Facing the reality of dealing with a newly energised Republican party following its resounding wins in midterm elections this week, the president on Thursday invited congressional leaders from both parties to the White House this month to try to reach compromises on pressing issues such as the tax cuts.
But underlining the challenges to bipartisanship, Mitch McConnell, the Republican leader in the Senate, said the party’s top priority now was to deny Mr Obama a second term.
“The immediate focus is going to be what we need to get done during the lame-duck session,” Mr Obama said before a cabinet meeting on Thursday, referring to the legislative period between this week’s elections and the start of the new Congress in January.
The lame duck session begins on November 15, a day after Mr Obama returns from a 10-day trip to Asia.
Democrats will want to push through votes on the Bush tax cuts while they still have control of both houses of Congress, while Republicans will want to exert their new power after winning control of the House this week.
“We have to act in order to ensure that middle-class families don’t see a big tax spike because of how the Bush tax cuts had been structured. It is very important that we extend those middle-class tax provisions to hold middle-class families harmless,” Mr Obama said.
The tax cuts enacted by former president George W. Bush – which cost $3,000bn over a decade – are due to expire at the end of the year.
The White House wants to extend the cuts for families making less than $250,000 a year but not those for the top 2 per cent of earners.
Republicans want all the tax cuts extended permanently.
A compromise could see the ceiling for the middle- class tax cuts increased to those earning up to $500,000 or $1m a year. Or there could be agreement to make permanent all the cuts except for the richest, extending those just for an extra year or two while the economic recovery takes hold.
In a further signal that the president is amenable to a deal, Robert Gibbs, the White House spokesman, said the president did not believe making the top tax cuts permanent was a good idea but “he’s certainly willing to listen to both sides”.
If the parties cannot agree, all the tax cuts will automatically expire on December 31.
The issue will be top of the agenda at a meeting in the White House on November 18, to which Mr Obama invited Mr McConnell and John Boehner, the incoming Republican speaker of the House, as well as Democratic leaders Harry Reid and Nancy Pelosi.
“I want us to talk substantively about how we can move the American people’s agenda forward,” Mr Obama said. “What’s going to be critically important over the coming months is going to be creating a better working relationship between this White House and the congressional leadership that’s coming in.”
Republicans are riding high after their electoral success this week, when they won a thumping 60-plus seat majority in the House and sharply reduced the Democratic majority in the Senate.
Mr McConnell told a forum at the conservative Heritage Foundation in Washington that the election results amounted to a repudiation of the administration’s agenda.
“We can hope the president will start listening to the electorate after Tuesday’s election,” McConnell said. “But we can’t plan on it.”
He reiterated that the Republican focus now was making sure that Mr Obama was a one-term president.

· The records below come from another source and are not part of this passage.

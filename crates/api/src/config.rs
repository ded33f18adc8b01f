use std::path::PathBuf;

use matuto_core::attach::DEFAULT_MAX_UPLOAD_BYTES;

use crate::auth::jwt::JwtConfig;

/// Server configuration loaded from environment variables.
///
/// All fields have sensible defaults suitable for local development.
/// In production, override via environment variables.
#[derive(Debug, Clone)]
pub struct ServerConfig {
    /// Bind address (default: `0.0.0.0`).
    pub host: String,
    /// Bind port (default: `8080`).
    pub port: u16,
    /// Allowed CORS origins, parsed from comma-separated `CORS_ORIGINS` env var.
    pub cors_origins: Vec<String>,
    /// HTTP request timeout in seconds (default: `30`).
    pub request_timeout_secs: u64,
    /// JWT token configuration (secret, expiry, issuer).
    pub jwt: JwtConfig,
    /// Where uploads are written and how they are addressed.
    pub storage: StorageConfig,
    /// First administrator created when the `users` table is empty.
    pub admin_bootstrap: Option<AdminBootstrap>,
}

/// Local filesystem storage for attachments.
#[derive(Debug, Clone)]
pub struct StorageConfig {
    /// Root directory for stored files.
    pub base_path: PathBuf,
    /// Public URL prefix joined with each stored relative path.
    pub base_url: String,
    /// Largest accepted upload in bytes.
    pub max_size_bytes: u64,
}

/// Credentials for the bootstrap administrator.
#[derive(Clone)]
pub struct AdminBootstrap {
    pub account: String,
    pub password: String,
}

impl std::fmt::Debug for AdminBootstrap {
    fn fmt(&self, f: &mut std::fmt::Formatter<'_>) -> std::fmt::Result {
        f.debug_struct("AdminBootstrap")
            .field("account", &self.account)
            .field("password", &"<redacted>")
            .finish()
    }
}

impl ServerConfig {
    /// Load configuration from environment variables with defaults.
    ///
    /// | Env Var                  | Default                                       |
    /// |--------------------------|-----------------------------------------------|
    /// | `HOST`                   | `0.0.0.0`                                     |
    /// | `PORT`                   | `8080`                                        |
    /// | `CORS_ORIGINS`           | `http://localhost:3000,http://localhost:8080` |
    /// | `REQUEST_TIMEOUT_SECS`   | `30`                                          |
    /// | `STORAGE_BASE_PATH`      | `./uploads`                                   |
    /// | `STORAGE_BASE_URL`       | `http://localhost:8080/uploads/`              |
    /// | `STORAGE_MAX_SIZE_BYTES` | `10485760`                                    |
    /// | `ADMIN_ACCOUNT`          | unset                                         |
    /// | `ADMIN_PASSWORD`         | unset                                         |
    ///
    /// JWT settings are read by [`JwtConfig::from_env`].
    pub fn from_env() -> Self {
        let host = std::env::var("HOST").unwrap_or_else(|_| "0.0.0.0".into());

        let port: u16 = std::env::var("PORT")
            .unwrap_or_else(|_| "8080".into())
            .parse()
            .expect("PORT must be a valid u16");

        let cors_origins: Vec<String> = std::env::var("CORS_ORIGINS")
            .unwrap_or_else(|_| "http://localhost:3000,http://localhost:8080".into())
            .split(',')
            .map(|s| s.trim().to_string())
            .filter(|s| !s.is_empty())
            .collect();

        let request_timeout_secs: u64 = std::env::var("REQUEST_TIMEOUT_SECS")
            .unwrap_or_else(|_| "30".into())
            .parse()
            .expect("REQUEST_TIMEOUT_SECS must be a valid u64");

        let jwt = JwtConfig::from_env();
        let storage = StorageConfig::from_env();

        let admin_bootstrap = match (
            std::env::var("ADMIN_ACCOUNT").ok().filter(|s| !s.trim().is_empty()),
            std::env::var("ADMIN_PASSWORD").ok().filter(|s| !s.is_empty()),
        ) {
            (Some(account), Some(password)) => Some(AdminBootstrap {
                account: account.trim().to_string(),
                password,
            }),
            _ => None,
        };

        Self {
            host,
            port,
            cors_origins,
            request_timeout_secs,
            jwt,
            storage,
            admin_bootstrap,
        }
    }
}

impl StorageConfig {
    pub fn from_env() -> Self {
        let base_path = std::env::var("STORAGE_BASE_PATH")
            .unwrap_or_else(|_| "./uploads".into())
            .into();

        let base_url = std::env::var("STORAGE_BASE_URL")
            .unwrap_or_else(|_| "http://localhost:8080/uploads/".into());

        let max_size_bytes: u64 = std::env::var("STORAGE_MAX_SIZE_BYTES")
            .unwrap_or_else(|_| DEFAULT_MAX_UPLOAD_BYTES.to_string())
            .parse()
            .expect("STORAGE_MAX_SIZE_BYTES must be a valid u64");

        Self {
            base_path,
            base_url,
            max_size_bytes,
        }
    }
}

“Our primary legislative goals are to repeal and replace the health spending bill, to end the bail-outs, cut spending and shrink the size and scope of government, [and] the only way to do all these things is to put someone in the White House who won’t veto any of these things,” he said.
Mr Obama on Thursday also underscored the urgency of Senate ratification of the Start treaty with Russia, which would see both countries cut their nuclear arsenals by a quarter.
Some conservative Republicans are opposed to the deal but the president said the issue was a matter of national security, rather than a partisan one.